Catilinaires — Wikipédia

Les Catilinaires (en latin In Catilinam I-IV) sont une série de quatre célèbres discours de Cicéron prononcés en 63 av. J.-C., alors qu’il était consul, pour attaquer Catilina, qui conspirait contre la République romaine lors de la conjuration de Catilina.

La première fut prononcée le 8 novembre au temple de Jupiter Stator (et non au Sénat romain, pour raisons de sécurité) et la dernière au Sénat romain (in Senatu Habita), pour les nones de décembre (le 5 décembre). La deuxième et la troisième furent prononcées entre-temps le 9 novembre et 3 décembre devant le peuple romain (ad Populum) pour l’informer des événements[1]. Elles devinrent un exemple d’éloquence et de rhétorique.

Cicéron dénonce Catilina, fresque de Cesare Maccari (années 1880).

Incipit[modifier | modifier le code]

La première catilinaire commence ainsi :

Texte original Traduction

« Quousque tandem abutere, Catilina, patientia nostra ?
Quamdiu etiam furor iste tuus nos eludet ?
Quem ad finem sese effrenata jactabit audacia ?
 »

— Cicero.

« Jusque à quand, Catilina, abuseras-tu, enfin, de notre patience ?
Combien de temps encore serons-nous le jouet de ta fureur ?
Jusqu’où s’emportera ton audace effrénée ? »

— Cicéron, Première Catilinaire.

Le deuxième chapitre de ce discours commence par la célèbre apostrophe « O tempora, o mores » (« Ô temps, ô mœurs »), par laquelle Cicéron s'indigne de la corruption de son temps qui permet à Catilina d'aller et de venir librement.

Mise par écrit[modifier | modifier le code]

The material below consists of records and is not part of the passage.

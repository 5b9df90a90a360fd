use serde::{Deserialize, Serialize};
use std::{
    fs, io, path::Path,
    time::{Duration, SystemTime, UNIX_EPOCH},
};
#[cfg(unix)]
use std::os::unix::fs::PermissionsExt;
/// Timestamp and attribute snapshot; `None` fields are left untouched.
#[derive(Debug, Clone, Default, PartialEq, Eq, Serialize, Deserialize)]
pub struct FileStamp {
    pub modified: Option<SystemTime>,
    pub accessed: Option<SystemTime>,
    pub readonly: Option<bool>,
}
impl FileStamp {
    pub fn is_empty(&self) -> bool {
        self.modified.is_none() && self.accessed.is_none() && self.readonly.is_none()
    }
    /// Drops sub-second precision, which the text log cannot carry.
    pub fn whole_seconds(&self) -> Self {
        Self {
            modified: self.modified.map(truncate_to_second),
            accessed: self.accessed.map(truncate_to_second),
            readonly: self.readonly,
        }
    }
}
fn truncate_to_second(time: SystemTime) -> SystemTime {
    match time.duration_since(UNIX_EPOCH) {
        Ok(since) => UNIX_EPOCH + Duration::from_secs(since.as_secs()),
        Err(_) => time,
    }
}
/// The filesystem primitives the command engine orchestrates.
pub trait FileSystem {
    fn exists(&self, path: &Path) -> bool;
    fn rename(&self, from: &Path, to: &Path) -> io::Result<()>;
    fn copy(&self, from: &Path, to: &Path) -> io::Result<()>;
    fn remove(&self, path: &Path) -> io::Result<()>;
    fn create_dir(&self, path: &Path) -> io::Result<()>;
    fn stamp(&self, path: &Path) -> io::Result<FileStamp>;
    fn set_stamp(&self, path: &Path, stamp: &FileStamp) -> io::Result<()>;
}
#[derive(Debug, Clone, Copy, Default)]
pub struct RealFs;
impl RealFs {
    fn refuse_existing(&self, to: &Path) -> io::Result<()> {
        if self.exists(to) {
            return Err(
                io::Error::new(
                    io::ErrorKind::AlreadyExists,
                    format!("destination already exists: {}", to.display()),
                ),
            );
        }
        Ok(())
    }
    fn set_readonly(path: &Path, readonly: bool) -> io::Result<()> {
        let mut perms = fs::metadata(path)?.permissions();
        #[cfg(unix)]
        {
            let mode = perms.mode();
            perms.set_mode(if readonly { mode & !0o222 } else { mode | 0o200 });
        }
        #[cfg(not(unix))]
        {
            perms.set_readonly(readonly);
        }
        fs::set_permissions(path, perms)
    }
    fn open_for_times(path: &Path) -> io::Result<fs::File> {
        #[cfg(windows)]
        {
            fs::OpenOptions::new().write(true).open(path)
        }
        #[cfg(not(windows))]
        {
            fs::File::open(path)
        }
    }
}
impl FileSystem for RealFs {
    fn exists(&self, path: &Path) -> bool {
        path.symlink_metadata().is_ok()
    }
    fn rename(&self, from: &Path, to: &Path) -> io::Result<()> {
        if from != to {
            self.refuse_existing(to)?;
        }
        match fs::rename(from, to) {
            Err(err) if err.kind() == io::ErrorKind::CrossesDevices && from.is_file() => {
                fs::copy(from, to)?;
                fs::remove_file(from)
            }
            other => other,
        }
    }
    fn copy(&self, from: &Path, to: &Path) -> io::Result<()> {
        self.refuse_existing(to)?;
        if from.is_dir() {
            return Err(
                io::Error::new(
                    io::ErrorKind::Unsupported,
                    format!("cannot copy a directory: {}", from.display()),
                ),
            );
        }
        fs::copy(from, to).map(|_| ())
    }
    fn remove(&self, path: &Path) -> io::Result<()> {
        if path.is_dir() { fs::remove_dir(path) } else { fs::remove_file(path) }
    }
    fn create_dir(&self, path: &Path) -> io::Result<()> {
        fs::create_dir(path)
    }
    fn stamp(&self, path: &Path) -> io::Result<FileStamp> {
        let metadata = fs::metadata(path)?;
        Ok(FileStamp {
            modified: metadata.modified().ok(),
            accessed: metadata.accessed().ok(),
            readonly: Some(metadata.permissions().readonly()),
        })
    }
    fn set_stamp(&self, path: &Path, stamp: &FileStamp) -> io::Result<()> {
        let currently_readonly = fs::metadata(path)?.permissions().readonly();
        if stamp.readonly == Some(false) && currently_readonly {
            Self::set_readonly(path, false)?;
        }
        if stamp.modified.is_some() || stamp.accessed.is_some() {
            let mut times = fs::FileTimes::new();
            if let Some(modified) = stamp.modified {
                times = times.set_modified(modified);
            }
            if let Some(accessed) = stamp.accessed {
                times = times.set_accessed(accessed);
            }
            Self::open_for_times(path)?.set_times(times)?;
        }
        if stamp.readonly == Some(true) && !currently_readonly {
            Self::set_readonly(path, true)?;
        }
        Ok(())
    }
}
#[cfg(test)]
pub(crate) mod testing {
    use super::*;
    use std::{
        cell::RefCell, collections::HashMap, path::PathBuf,
    };
    /// Real filesystem that fails mutations touching chosen paths.
    #[derive(Default)]
    pub struct FaultyFs {
        inner: RealFs,
        failures: RefCell<HashMap<PathBuf, Option<u32>>>,
    }
    impl FaultyFs {
        pub fn new() -> Self {
            Self::default()
        }
        /// Fail `times` attempts, or every attempt when `None`.
        pub fn fail_on(&self, path: &Path, times: Option<u32>) {
            self.failures.borrow_mut().insert(path.to_path_buf(), times);
        }
        pub fn heal(&self, path: &Path) {
            self.failures.borrow_mut().remove(path);
        }
        fn check(&self, paths: &[&Path]) -> io::Result<()> {
            let mut failures = self.failures.borrow_mut();
            for path in paths {
                let remaining = match failures.get_mut(*path) {
                    Some(remaining) => remaining,
                    None => continue,
                };
                match remaining {
                    None => {}
                    Some(0) => continue,
                    Some(n) => *n -= 1,
                }
                return Err(
                    io::Error::new(io::ErrorKind::PermissionDenied, "injected failure"),
                );
            }
            Ok(())
        }
    }
    impl FileSystem for FaultyFs {
        fn exists(&self, path: &Path) -> bool {
            self.inner.exists(path)
        }
        fn rename(&self, from: &Path, to: &Path) -> io::Result<()> {
            self.check(&[from, to])?;
            self.inner.rename(from, to)
        }
        fn copy(&self, from: &Path, to: &Path) -> io::Result<()> {
            self.check(&[from, to])?;
            self.inner.copy(from, to)
        }
        fn remove(&self, path: &Path) -> io::Result<()> {
            self.check(&[path])?;
            self.inner.remove(path)
        }
        fn create_dir(&self, path: &Path) -> io::Result<()> {
            self.check(&[path])?;
            self.inner.create_dir(path)
        }
        fn stamp(&self, path: &Path) -> io::Result<FileStamp> {
            self.inner.stamp(path)
        }
        fn set_stamp(&self, path: &Path, stamp: &FileStamp) -> io::Result<()> {
            self.check(&[path])?;
            self.inner.set_stamp(path, stamp)
        }
    }
}
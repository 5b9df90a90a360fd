use super::{
    fs::FileSystem,
    leaf::{file_name, render, rooted_path, split_arrow, FileCommand, LeafCommand},
};
use crate::{
    command::{CommandType, Verbosity},
    errors::FileOpError,
};
use serde::{Deserialize, Serialize};
use std::path::{Path, PathBuf};
/// Removes a path, or parks it in the trash when `trash` is set.
#[derive(Debug, Clone, PartialEq, Eq, Serialize, Deserialize)]
pub struct DeleteCmd {
    pub path: PathBuf,
    pub trash: Option<PathBuf>,
}
impl DeleteCmd {
    pub fn new(path: impl Into<PathBuf>, trash: Option<PathBuf>) -> Self {
        Self { path: path.into(), trash }
    }
    pub fn inverse(&self) -> Option<FileCommand> {
        self.trash
            .as_ref()
            .map(|trash| FileCommand::Move(MoveCmd::new(trash.clone(), self.path.clone())))
    }
    pub fn format_entry(&self) -> String {
        match &self.trash {
            Some(trash) => format!("{} -> {}", self.path.display(), trash.display()),
            None => self.path.display().to_string(),
        }
    }
    pub fn parse_entry(line: &str) -> Option<Self> {
        if let Some((path, trash)) = split_arrow(line) {
            return Some(Self::new(path, Some(trash)));
        }
        rooted_path(line).map(|path| Self::new(path, None))
    }
}
impl LeafCommand for DeleteCmd {
    fn command_type(&self) -> CommandType {
        CommandType::Delete
    }
    fn apply(&self, fs: &dyn FileSystem) -> Result<(), FileOpError> {
        let result = match &self.trash {
            Some(trash) => {
                if let Some(bin) = trash.parent() {
                    if !fs.exists(bin) {
                        fs.create_dir(bin).map_err(|err| FileOpError::from_io(bin, &err))?;
                    }
                }
                fs.rename(&self.path, trash)
            }
            None => fs.remove(&self.path),
        };
        result.map_err(|err| FileOpError::from_io(&self.path, &err))
    }
    fn format(&self, verbosity: Verbosity) -> String {
        let summary = match self.trash {
            Some(_) => format!("{} (to trash)", file_name(& self.path)),
            None => file_name(&self.path),
        };
        render(CommandType::Delete, self.format_entry(), summary, verbosity)
    }
}
#[derive(Debug, Clone, PartialEq, Eq, Serialize, Deserialize)]
pub struct CopyCmd {
    pub source: PathBuf,
    pub dest: PathBuf,
}
impl CopyCmd {
    pub fn new(source: impl Into<PathBuf>, dest: impl Into<PathBuf>) -> Self {
        Self {
            source: source.into(),
            dest: dest.into(),
        }
    }
    pub fn inverse(&self) -> FileCommand {
        FileCommand::Delete(DeleteCmd::new(self.dest.clone(), None))
    }
    pub fn format_entry(&self) -> String {
        format!("{} -> {}", self.source.display(), self.dest.display())
    }
    pub fn parse_entry(line: &str) -> Option<Self> {
        split_arrow(line).map(|(source, dest)| Self { source, dest })
    }
}
impl LeafCommand for CopyCmd {
    fn command_type(&self) -> CommandType {
        CommandType::Copy
    }
    fn apply(&self, fs: &dyn FileSystem) -> Result<(), FileOpError> {
        fs.copy(&self.source, &self.dest)
            .map_err(|err| FileOpError::from_io(&self.source, &err))
    }
    fn format(&self, verbosity: Verbosity) -> String {
        let summary = format!("{} to {}", file_name(& self.source), parent_name(& self.dest));
        render(CommandType::Copy, self.format_entry(), summary, verbosity)
    }
}
#[derive(Debug, Clone, PartialEq, Eq, Serialize, Deserialize)]
pub struct MoveCmd {
    pub source: PathBuf,
    pub dest: PathBuf,
}
impl MoveCmd {
    pub fn new(source: impl Into<PathBuf>, dest: impl Into<PathBuf>) -> Self {
        Self {
            source: source.into(),
            dest: dest.into(),
        }
    }
    pub fn inverse(&self) -> FileCommand {
        FileCommand::Move(MoveCmd::new(self.dest.clone(), self.source.clone()))
    }
    pub fn format_entry(&self) -> String {
        format!("{} -> {}", self.source.display(), self.dest.display())
    }
    pub fn parse_entry(line: &str) -> Option<Self> {
        split_arrow(line).map(|(source, dest)| Self { source, dest })
    }
}
impl LeafCommand for MoveCmd {
    fn command_type(&self) -> CommandType {
        CommandType::Move
    }
    fn apply(&self, fs: &dyn FileSystem) -> Result<(), FileOpError> {
        fs.rename(&self.source, &self.dest)
            .map_err(|err| FileOpError::from_io(&self.source, &err))
    }
    fn format(&self, verbosity: Verbosity) -> String {
        let summary = format!("{} to {}", file_name(& self.source), parent_name(& self.dest));
        render(CommandType::Move, self.format_entry(), summary, verbosity)
    }
}
#[derive(Debug, Clone, PartialEq, Eq, Serialize, Deserialize)]
pub struct CreateFolderCmd {
    pub path: PathBuf,
}
impl CreateFolderCmd {
    pub fn new(path: impl Into<PathBuf>) -> Self {
        Self { path: path.into() }
    }
    pub fn inverse(&self) -> FileCommand {
        FileCommand::Delete(DeleteCmd::new(self.path.clone(), None))
    }
    pub fn format_entry(&self) -> String {
        self.path.display().to_string()
    }
    pub fn parse_entry(line: &str) -> Option<Self> {
        rooted_path(line).map(Self::new)
    }
}
impl LeafCommand for CreateFolderCmd {
    fn command_type(&self) -> CommandType {
        CommandType::CreateFolder
    }
    fn apply(&self, fs: &dyn FileSystem) -> Result<(), FileOpError> {
        fs.create_dir(&self.path).map_err(|err| FileOpError::from_io(&self.path, &err))
    }
    fn format(&self, verbosity: Verbosity) -> String {
        render(
            CommandType::CreateFolder,
            self.format_entry(),
            file_name(&self.path),
            verbosity,
        )
    }
}
fn parent_name(path: &Path) -> String {
    path.parent().map(file_name).unwrap_or_default()
}
#[cfg(test)]
mod tests {
    use super::*;
    use crate::{errors::ErrorCode, ops::RealFs};
    use std::fs;
    use tempfile::tempdir;
    #[test]
    fn test_delete_entry_grammar() {
        let parked = DeleteCmd::parse_entry("/d/a.txt -> /t/1/a.txt").unwrap();
        assert_eq!(parked.trash, Some(PathBuf::from("/t/1/a.txt")));
        let gone = DeleteCmd::parse_entry("/d/a.txt").unwrap();
        assert_eq!(gone.trash, None);
        assert_eq!(gone.format_entry(), "/d/a.txt");
        assert!(DeleteCmd::parse_entry("").is_none());
        assert!(DeleteCmd::parse_entry("[REDO SECTION]").is_none());
        assert!(DeleteCmd::parse_entry("relative/a.txt").is_none());
        assert!(DeleteCmd::parse_entry(r"C:\d\a.txt").is_some());
    }
    #[test]
    fn test_create_folder_entry_needs_rooted_path() {
        assert!(CreateFolderCmd::parse_entry("/d/made").is_some());
        assert!(CreateFolderCmd::parse_entry("garbage line here").is_none());
        assert!(CreateFolderCmd::parse_entry("<END OF BATCH>").is_none());
    }
    #[test]
    fn test_trash_delete_and_restore() {
        let temp_dir = tempdir().unwrap();
        let file = temp_dir.path().join("doomed.txt");
        fs::write(&file, "keep me").unwrap();
        let trash = temp_dir.path().join("trash").join("batch1").join("doomed.txt");
        fs::create_dir(temp_dir.path().join("trash")).unwrap();
        let cmd = DeleteCmd::new(&file, Some(trash.clone()));
        cmd.apply(&RealFs).unwrap();
        assert!(!file.exists());
        assert!(trash.exists());
        let restore = cmd.inverse().unwrap();
        restore.apply(&RealFs).unwrap();
        assert_eq!(fs::read_to_string(&file).unwrap(), "keep me");
    }
    #[test]
    fn test_copy_inverse_removes_copy() {
        let temp_dir = tempdir().unwrap();
        let source = temp_dir.path().join("src.txt");
        let dest = temp_dir.path().join("dst.txt");
        fs::write(&source, "data").unwrap();
        let cmd = CopyCmd::new(&source, &dest);
        cmd.apply(&RealFs).unwrap();
        let again = cmd.apply(&RealFs).unwrap_err();
        assert_eq!(again.code, ErrorCode::AlreadyExists);
        cmd.inverse().apply(&RealFs).unwrap();
        assert!(!dest.exists());
        assert!(source.exists());
    }
    #[test]
    fn test_create_folder_roundtrip() {
        let temp_dir = tempdir().unwrap();
        let dir = temp_dir.path().join("made");
        let cmd = CreateFolderCmd::new(&dir);
        cmd.apply(&RealFs).unwrap();
        assert!(dir.is_dir());
        assert_eq!(cmd.format(Verbosity::Summary), "Create folder made");
        cmd.inverse().apply(&RealFs).unwrap();
        assert!(!dir.exists());
    }
}
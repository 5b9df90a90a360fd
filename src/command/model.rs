use super::{
    context::ExecContext, macro_cmd::MacroCommand, types::{Command, Verbosity},
};
use log::{debug, warn};
use std::collections::VecDeque;
/// Linear undo/redo history; the back of each deque is its top.
pub struct CommandModel<C: Command = MacroCommand> {
    undo_stack: VecDeque<C>,
    redo_stack: VecDeque<C>,
}
impl<C: Command> CommandModel<C> {
    pub fn new() -> Self {
        Self {
            undo_stack: VecDeque::new(),
            redo_stack: VecDeque::new(),
        }
    }
    pub fn execute(&mut self, mut command: C, ctx: &mut ExecContext<'_>) -> bool {
        let done = command.execute(ctx);
        if done {
            self.push(command);
        } else {
            debug!("{} had no effect", command.format(Verbosity::Brief));
        }
        done
    }
    /// Records a command whose side effects already happened.
    pub fn push(&mut self, command: C) -> bool {
        if command.is_zombie() {
            debug!("discarding empty command {}", command.format(Verbosity::Brief));
            return false;
        }
        self.undo_stack.push_back(command);
        self.redo_stack.clear();
        true
    }
    /// Returns the number of steps actually undone.
    pub fn undo(&mut self, steps: usize, ctx: &mut ExecContext<'_>) -> usize {
        let mut done = 0;
        while done < steps {
            let Some(mut command) = self.undo_stack.pop_back() else {
                break;
            };
            if command.unexecute(ctx) && !command.is_zombie() {
                self.redo_stack.push_back(command);
                done += 1;
            } else {
                warn!("undo failed, dropping {}", command.format(Verbosity::Summary));
                break;
            }
        }
        done
    }
    /// Returns the number of steps actually redone.
    pub fn redo(&mut self, steps: usize, ctx: &mut ExecContext<'_>) -> usize {
        let mut done = 0;
        while done < steps {
            let Some(mut command) = self.redo_stack.pop_back() else {
                break;
            };
            if command.execute(ctx) && !command.is_zombie() {
                self.undo_stack.push_back(command);
                done += 1;
            } else {
                warn!("redo failed, dropping {}", command.format(Verbosity::Summary));
                break;
            }
        }
        done
    }
    pub fn can_undo(&self) -> bool {
        !self.undo_stack.is_empty()
    }
    pub fn can_redo(&self) -> bool {
        !self.redo_stack.is_empty()
    }
    pub fn peek_undo(&self) -> Option<&C> {
        self.undo_stack.back()
    }
    pub fn peek_redo(&self) -> Option<&C> {
        self.redo_stack.back()
    }
    /// Bottom to top.
    pub fn undo_stack(&self) -> impl Iterator<Item = &C> {
        self.undo_stack.iter()
    }
    /// Bottom to top.
    pub fn redo_stack(&self) -> impl Iterator<Item = &C> {
        self.redo_stack.iter()
    }
    pub fn undo_len(&self) -> usize {
        self.undo_stack.len()
    }
    pub fn redo_len(&self) -> usize {
        self.redo_stack.len()
    }
    pub fn len(&self) -> usize {
        self.undo_stack.len() + self.redo_stack.len()
    }
    pub fn is_empty(&self) -> bool {
        self.len() == 0
    }
    /// Keeps at most `max_size` commands across both stacks, evicting the
    /// oldest undo entries first. Returns how many were evicted.
    pub fn remove_expired_commands(&mut self, max_size: usize) -> usize {
        let mut removed = 0;
        while self.len() > max_size {
            if self.undo_stack.pop_front().is_none() {
                self.redo_stack.pop_front();
            }
            removed += 1;
        }
        if removed > 0 {
            debug!("evicted {} expired command(s)", removed);
        }
        removed
    }
    /// Replaces both stacks, skipping empty commands.
    pub fn replace_stacks(&mut self, undo: Vec<C>, redo: Vec<C>) {
        self.undo_stack = undo.into_iter().filter(|c| !c.is_zombie()).collect();
        self.redo_stack = redo.into_iter().filter(|c| !c.is_zombie()).collect();
    }
    pub fn clear(&mut self) {
        self.undo_stack.clear();
        self.redo_stack.clear();
    }
}
impl<C: Command> Default for CommandModel<C> {
    fn default() -> Self {
        Self::new()
    }
}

En 60 av. J.-C., donc trois ans après les événements, Cicéron a couché par écrit ces discours en les envoyant à son ami Atticus dans une lettre où il lui demandait de les faire connaître. L'enregistrement écrit de ces discours et leur publication ont eu pour résultat que, de façon inhabituelle, beaucoup de choses ont été rapportées sur les conspirations, mais uniquement en adoptant le point de vue des vainqueurs ; c’est ce que devaient faire plus tard, par exemple, Salluste dans son ouvrage De coniuratione Catilinae et un autre historien, Plutarque. Cela a conduit à représenter unilatéralement Catilina comme le méchant, mais aussi à surestimer son action sur le changement de la forme de gouvernement de Rome, passé de la république à l'empire.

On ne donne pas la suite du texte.